Pulmonary lesion subtypes recognition of COVID-19 from radiomics data with three-dimensional texture characterization in computed tomography images

BACKGROUND: The COVID-19 disease is putting unprecedented pressure on the global healthcare system. The CT (computed tomography) examination as a auxiliary confirmed diagnostic method can help clinicians quickly detect lesions locations of COVID-19 once screening by PCR test. Furthermore, the lesion subtypes classification plays a critical role in the consequent treatment decision. Identifying the subtypes of lesions accurately can help doctors discover changes in lesions in time and better assess the severity of COVID-19. METHOD: The most four typical lesion subtypes of COVID-19 are discussed in this paper, which are GGO (ground-glass opacity), cord, solid and subsolid. A computer-aided diagnosis approach of lesion subtype is proposed in this paper. The radiomics data of lesions are segmented from COVID-19 patients CT images with diagnosis and lesions annotations by radiologists. Then the three-dimensional texture descriptors are applied on the volume data of lesions as well as shape and first-order features.

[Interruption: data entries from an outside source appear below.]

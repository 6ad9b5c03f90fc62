//! Shared HTTP client for source fetchers.
//!
//! Requests are capped by a semaphore, retried on throttling and transient failures,
//! and abandoned as soon as the cycle's cancellation token fires.

use std::sync::Arc;
use std::time::Duration;

use reqwest::StatusCode;
use tokio::sync::Semaphore;
use tokio_util::sync::CancellationToken;
use tracing::{debug, info_span, Instrument};

use crate::AdapterError;

/// 5xx and 429 are worth another attempt; other statuses are final.
pub fn is_retryable_status(status: StatusCode) -> bool {
    status.is_server_error() || status == StatusCode::TOO_MANY_REQUESTS
}

fn is_transient(err: &reqwest::Error) -> bool {
    err.is_timeout() || err.is_connect() || err.is_request()
}

/// Exponential backoff between attempts, capped at `ceiling`.
#[derive(Debug, Clone, Copy, PartialEq, Eq)]
pub struct RetryPolicy {
    /// Retries after the first attempt.
    pub retries: u32,
    pub initial_delay: Duration,
    pub ceiling: Duration,
}

impl Default for RetryPolicy {
    fn default() -> Self {
        Self {
            retries: 3,
            initial_delay: Duration::from_millis(250),
            ceiling: Duration::from_secs(5),
        }
    }
}

impl RetryPolicy {
    pub fn wait_before_retry(&self, retry: u32) -> Duration {
        let multiplier = 2u32.checked_pow(retry).unwrap_or(u32::MAX);
        self.initial_delay.saturating_mul(multiplier).min(self.ceiling)
    }
}

#[derive(Debug, Clone)]
pub struct HttpClientConfig {
    pub timeout: Duration,
    pub user_agent: Option<String>,
    /// Requests in flight across all sources.
    pub concurrent_requests: usize,
    pub retry: RetryPolicy,
}

impl Default for HttpClientConfig {
    fn default() -> Self {
        Self {
            timeout: Duration::from_secs(20),
            user_agent: None,
            concurrent_requests: 8,
            retry: RetryPolicy::default(),
        }
    }
}

#[derive(Debug)]
pub struct HttpClient {
    inner: reqwest::Client,
    slots: Arc<Semaphore>,
    retry: RetryPolicy,
}

impl HttpClient {
    pub fn new(config: HttpClientConfig) -> Result<Self, AdapterError> {
        let mut builder = reqwest::Client::builder()
            .timeout(config.timeout)
            .gzip(true)
            .brotli(true);
        if let Some(agent) = config.user_agent {
            builder = builder.user_agent(agent);
        }
        Ok(Self {
            inner: builder.build()?,
            slots: Arc::new(Semaphore::new(config.concurrent_requests.max(1))),
            retry: config.retry,
        })
    }

    /// Fetches the body at `url`. Returns [`AdapterError::Cancelled`] once `cancel` fires.
    pub async fn get(
        &self,
        source: &str,
        url: &str,
        cancel: &CancellationToken,
    ) -> Result<Vec<u8>, AdapterError> {
        let span = info_span!("http_fetch", source, url);
        tokio::select! {
            biased;
            _ = cancel.cancelled() => Err(AdapterError::Cancelled),
            body = self.fetch_body(url).instrument(span) => body,
        }
    }

    async fn fetch_body(&self, url: &str) -> Result<Vec<u8>, AdapterError> {
        let _slot = self
            .slots
            .acquire()
            .await
            .map_err(|_| AdapterError::Message("http client closed".to_string()))?;

        let mut retry = 0u32;
        loop {
            let can_retry = retry < self.retry.retries;
            match self.inner.get(url).send().await {
                Ok(resp) if resp.status().is_success() => {
                    return Ok(resp.bytes().await?.to_vec());
                }
                Ok(resp) => {
                    let status = resp.status();
                    if !can_retry || !is_retryable_status(status) {
                        return Err(AdapterError::HttpStatus {
                            status: status.as_u16(),
                            url: resp.url().to_string(),
                        });
                    }
                    debug!(%status, retry, "upstream status, backing off");
                }
                Err(err) => {
                    if !can_retry || !is_transient(&err) {
                        return Err(AdapterError::Request(err));
                    }
                    debug!(error = %err, retry, "request failed, backing off");
                }
            }
            tokio::time::sleep(self.retry.wait_before_retry(retry)).await;
            retry += 1;
        }
    }
}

The massive feature data are selected by HAFS (hybrid adaptive feature selection) algorithm and a classification model is trained at the same time. The classifier is used to predict lesion subtypes as side decision information for radiologists. RESULTS: There are 3734 lesions extracted from the dataset with 319 patients collection and then 189 radiomics features are obtained finally. The random forest classifier is trained with data augmentation that the number of different subtypes of lesions is imbalanced in initial dataset. The experimental results show that the accuracy of the four subtypes of lesions is (93.06%, 96.84%, 99.58%, and 94.30%), the recall is (95.52%, 91.58%, 95.80% and 80.75%) and the f-score is (93.84%, 92.37%, 95.47%, and 84.42%). CONCLUSION: The three-dimensional radiomics features used in this paper can better express the high-level information of COVID-19 lesions in CT slices. HAFS method aggregates the results of multiple feature selection algorithms intersects with traditional methods to filter out redundant features more accurately. After selection, the subtype of COVID-19 lesion can be judged by inputting the features into the RF (random forest) model, which can help clinicians more accurately identify the subtypes of COVID-19 lesions and provide help for further research.